Leider ist das Foto nicht so scharf geworden wie erhofft. In diesem Becken lebten zwei Nachzuchten der Goldstaubtaggeckos (Phelsuma laticauda). Ein höheres Becken wäre zwar besser gewesen, aber aufgrund der Tiergröße hatten sie bei der Breite deutlich Platz und haben diesen beim Fangen auch genutzt. Hier hat das Klima dem Pflanzenwachstum ebenfalls sehr zugearbeitet. Allerdings muss man bei einem bepflanzten Terrarium mit dieser Höhe stets damit leben, dass die Blätter in der Nähe des Spotstrahlers verbrennen; notfalls einfach abschneiden. Zwischen den beiden Scheiben befindet sich ein Pfeifenreiniger, damit die kleinen Heimchen nicht durch den Spalt zwischen den Scheiden entweichen können.

 


 

 

Dieses einfach eingerichtete Terrarium beinhaltet neben einem Wurzelholz nur einen künstli-chen Busch, in dem sich eine junge Spitzkopfnatter aufhält (Gonyosoma oxycephales).

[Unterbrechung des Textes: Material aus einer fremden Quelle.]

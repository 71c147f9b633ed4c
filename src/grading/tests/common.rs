use crate::grading::{GradingEngine, ProductAttributes, TierConfig};

pub(super) fn attributes(brand: &str, price: f64, materials: &str) -> ProductAttributes {
    ProductAttributes {
        url: "https://shop.example.com/products/42".to_string(),
        brand: brand.to_string(),
        price: Some(price),
        materials: materials.to_string(),
        garment_type: "shirt".to_string(),
    }
}

/// Brand and materials that match no tier, priced between the thresholds.
pub(super) fn neutral_attributes() -> ProductAttributes {
    attributes("Corner Tailor", 120.0, "hemp")
}

pub(super) fn engine() -> GradingEngine {
    GradingEngine::new(TierConfig::standard())
}
impl CaptureLoop {
    /// Body of the capture thread. The device lives on this stack frame, so
    /// it is released on every exit path including unwinding.
    fn run(self, device: Box<dyn CaptureDevice>) {
        let mut device = Some(device);
        let mut failures: u32 = 0;
        let mut last_read: Option<Instant> = None;

        while self.running.load(Ordering::Relaxed) {
            if let Some(last) = last_read {
                let elapsed = last.elapsed();
                if elapsed < self.config.frame_interval {
                    let wait = self.config.frame_interval - elapsed;
                    thread::sleep(wait.min(self.config.poll_interval));
                    continue;
                }
            }

            let Some(active) = device.as_mut() else {
                device = self.reopen();
                if device.is_none() {
                    self.pause(self.config.reopen_backoff);
                }
                continue;
            };

            let read_started = Instant::now();
            last_read = Some(read_started);
            match active.read() {
                Ok(frame) => {
                    failures = 0;
                    self.heartbeat.beat();
                    metrics::counter!("ingest_frames_captured_total").increment(1);
                    // Paced read instants are at least one interval apart.
                    self.buffer.put(frame.with_captured_at(read_started));
                }
                Err(err) => {
                    failures = failures.saturating_add(1);
                    metrics::counter!("ingest_read_failures_total").increment(1);
                    warn!(
                        device_id = self.device_id,
                        failures, "camera read failed: {err}"
                    );
                    if failures >= self.config.max_read_failures {
                        warn!(
                            device_id = self.device_id,
                            "too many consecutive read failures; reinitialising camera"
                        );
                        drop(device.take());
                        failures = 0;
                        device = self.reopen();
                        if device.is_none() {
                            self.pause(self.config.reopen_backoff);
                        }
                    } else {
                        self.pause(self.config.failure_backoff);
                    }
                }
            }
        }

        drop(device);
        debug!(device_id = self.device_id, "capture loop exited; camera released");
    }

    fn reopen(&self) -> Option<Box<dyn CaptureDevice>> {
        match self.backend.open(self.device_id) {
            Ok(device) => {
                metrics::counter!("ingest_device_reopens_total").increment(1);
                info!(device_id = self.device_id, "camera reopened");
                Some(device)
            }
            Err(err) => {
                warn!(device_id = self.device_id, "camera reopen failed: {err}");
                None
            }
        }
    }

    /// Sleep in poll-sized slices, returning early once stopped.
    fn pause(&self, total: Duration) {
        let deadline = Instant::now() + total;
        while self.running.load(Ordering::Relaxed) {
            let now = Instant::now();
            if now >= deadline {
                break;
            }
            thread::sleep((deadline - now).min(self.config.poll_interval));
        }
    }
}

fn current_millis() -> u64 {
    SystemTime::now()
        .duration_since(UNIX_EPOCH)
        .map(|d| d.as_millis() as u64)
        .unwrap_or_default()
}

#[cfg(test)]
mod tests {
    use super::*;
    use crate::{device::SyntheticBackend, types::Frame};

    fn fast_config() -> FrameSourceConfig {
        FrameSourceConfig {
            device_ids: vec![0],
            frame_interval: Duration::from_millis(2),
            failure_backoff: Duration::from_millis(1),
            reopen_backoff: Duration::from_millis(5),
            poll_interval: Duration::from_millis(1),
            ..FrameSourceConfig::default()
        }
    }

    fn unthrottled_buffer() -> Arc<FrameBuffer> {
        Arc::new(FrameBuffer::new(30, Duration::ZERO))
    }

    fn wait_until(timeout: Duration, mut condition: impl FnMut() -> bool) -> bool {
        let deadline = Instant::now() + timeout;
        while Instant::now() < deadline {
            if condition() {
                return true;
            }
            thread::sleep(Duration::from_millis(2));
        }
        condition()
    }

    #[test]
    fn test_start_fails_without_device_and_spawns_nothing() {
        let backend = SyntheticBackend::blank(4, 4);
        let mut source = FrameSource::new(
            FrameSourceConfig {
                device_ids: vec![3, 4],
                ..fast_config()
            },
            Arc::new(backend.clone()),
            unthrottled_buffer(),
        );
        match source.start() {
            Err(CaptureError::CameraUnavailable { tried }) => assert_eq!(tried, vec![3, 4]),
            other => panic!("unexpected start result: {other:?}"),
        }
        assert!(!source.is_running());
        assert_eq!(backend.live_devices(), 0);
    }

    #[test]
    fn test_probe_falls_through_to_next_device() {
        let backend = SyntheticBackend::new(vec![1], |_| Ok(Frame::bgr(vec![0; 3], 1, 1)));
        let mut source = FrameSource::new(
            FrameSourceConfig {
                device_ids: vec![0, 1],
                ..fast_config()
            },
            Arc::new(backend),
            unthrottled_buffer(),
        );
        source.start().expect("device 1 should open");
        assert_eq!(source.device_id(), Some(1));
        source.stop();
        assert_eq!(source.device_id(), None);
    }

    #[test]
    fn test_frames_flow_and_stop_releases_device() {
        let backend = SyntheticBackend::blank(4, 4);
        let buffer = unthrottled_buffer();
        let mut source =
            FrameSource::new(fast_config(), Arc::new(backend.clone()), buffer.clone());
        source.start().expect("start");
        assert!(wait_until(Duration::from_secs(2), || buffer.len() >= 3));
        assert!(source.is_ready());
        source.stop();
        assert!(!source.is_ready());
        assert_eq!(backend.live_devices(), 0);
    }

    #[test]
    fn test_consecutive_failures_trigger_reopen() {
        let backend = SyntheticBackend::new(vec![0], |index| {
            if (1..=3).contains(&index) {
                Err(CaptureError::ReadTransient {
                    device_id: 0,
                    reason: "scripted".into(),
                })
            } else {
                Ok(Frame::bgr(vec![index as u8; 3], 1, 1))
            }
        });
        let buffer = unthrottled_buffer();
        let mut source =
            FrameSource::new(fast_config(), Arc::new(backend.clone()), buffer.clone());
        source.start().expect("start");
        assert!(wait_until(Duration::from_secs(2), || backend.open_count() >= 2
            && !buffer.is_empty()));
        source.stop();
        assert_eq!(backend.open_count(), 2);
        assert_eq!(backend.live_devices(), 0);
    }

    #[test]
    fn test_unplugged_camera_is_retried_at_backoff_until_it_returns() {
        let failing = Arc::new(AtomicBool::new(false));
        let backend = SyntheticBackend::new(vec![0], {
            let failing = failing.clone();
            move |_| {
                if failing.load(Ordering::SeqCst) {
                    Err(CaptureError::ReadTransient {
                        device_id: 0,
                        reason: "unplugged".into(),
                    })
                } else {
                    Ok(Frame::bgr(vec![0; 3], 1, 1))
                }
            }
        });
        let config = FrameSourceConfig {
            reopen_backoff: Duration::from_millis(50),
            ..fast_config()
        };
        let buffer = unthrottled_buffer();
        let mut source = FrameSource::new(config, Arc::new(backend.clone()), buffer.clone());
        source.start().expect("start");
        assert_eq!(backend.open_attempts(), 1);

        backend.set_available(vec![]);
        failing.store(true, Ordering::SeqCst);
        assert!(wait_until(Duration::from_secs(2), || backend.open_attempts() >= 3));
        assert_eq!(backend.live_devices(), 0);

        let before = backend.open_attempts();
        thread::sleep(Duration::from_millis(300));
        let retries = backend.open_attempts() - before;
        assert!((2..=8).contains(&retries), "{retries} reopen attempts in 300 ms");
        assert!(source.is_running());
        assert_eq!(backend.open_count(), 1);

        buffer.clear();
        failing.store(false, Ordering::SeqCst);
        backend.set_available(vec![0]);
        assert!(wait_until(Duration::from_secs(2), || !buffer.is_empty()));
        assert_eq!(backend.open_count(), 2);
        assert_eq!(backend.live_devices(), 1);
        source.stop();
        assert_eq!(backend.live_devices(), 0);
    }

    #[test]
    fn test_panicking_device_is_still_released() {
        let backend = SyntheticBackend::new(vec![0], |index| {
            if index == 2 {
                panic!("scripted device fault");
            }
            Ok(Frame::bgr(vec![0; 3], 1, 1))
        });
        let mut source =
            FrameSource::new(fast_config(), Arc::new(backend.clone()), unthrottled_buffer());
        source.start().expect("start");
        assert!(wait_until(Duration::from_secs(2), || backend.live_devices() == 0));
        source.stop();
        assert_eq!(backend.live_devices(), 0);
    }

    #[test]
    fn test_heartbeat_reports_age_after_beat() {
        let heartbeat = Heartbeat::new();
        assert!(heartbeat.age().is_none());
        heartbeat.beat();
        assert!(heartbeat.age().is_some_and(|age| age < Duration::from_secs(1)));
        heartbeat.reset();
        assert!(heartbeat.age().is_none());
    }
}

Von oben strahlt eine Lampen und sorgt für Licht und einen Wärmepunkte und alternativ befindet sich in dem Wasserbehälter ein Heizstab, wodurch das Becken ebenfalls erwärmt wird und die Luftfeuchtigkeit deutlich angehoben werden kann. Da diese Schlangenart gerne über 80% rel. LF hätte, muss nebenbei täglich gesprüht und der Wasserbehälter oft aufgefüllt werden. Der Ast selbst ist so verkeilt, dass er nicht herausrutschen und kippen kann. Ein unauffälliger Kabelbinder durch das Lochblech in der Decke oder an der Seite kann ebenso als Sicherung genutzt werden. Insgesamt sollte man vor allem bei Jungtiere darauf achten, dass sich Tropenbecken sehr einfach reinigen lassen, um das Wachstum von Keimen zu verringern. Außerdem wachsen junge Schlangen besser in kleineren Terrarien.

 


 

Dieses Becken ist aus "Anhängerplatten" selbst gebaut worden und stellt das große Terrarium für die Spitzkopfnatter dar. Voll bepflanzt, gut beheizt und täglich besprüht hat es die tropischen Bedingungen gut herstellen lassen. Um Wasseraustritt etc. zu verhindern müssen alle Ecken mit Silikon abgespritzt werden. Der Einbau einer Beregnungsanlage mit digitaler Zeitsteuerung wäre super gewesen, aber zu den Zeit war das noch nicht erschwinglich. Zur Kontrolle wurde ein Min-Max-Messgerät für die Temperatur und Luftfeuchtigkeit im Becken plaziert. Dabei sollte darauf geachtet werden, dass dies nicht zu lange ohne Aufsicht erfolgt, damit die Schlange sich nicht verheddert und Schaden nimmt. Heute sitzen die Bartagamen in diesem zum Wüstenbecken umfunktionierten Terrarium. Dabei ist die Haltbarkeit der Anhängerplatten unglaublich; es wurde schon mehrfach auf- und abgebaut!

 


 

Ein simples Becken für Wandelnde Blätter. Die abgefressenen Äste werden jede Woche herausgeschnitten und durch neue, belaubte Äste ersetzt. Ich sprühe diese Becken kaum, da vor allem junge Tiere in den Regentropfen ertrinken können. Die Eier kann man auf dem weißen Küchenpapier gut heraussortieren und den Boden reinigen.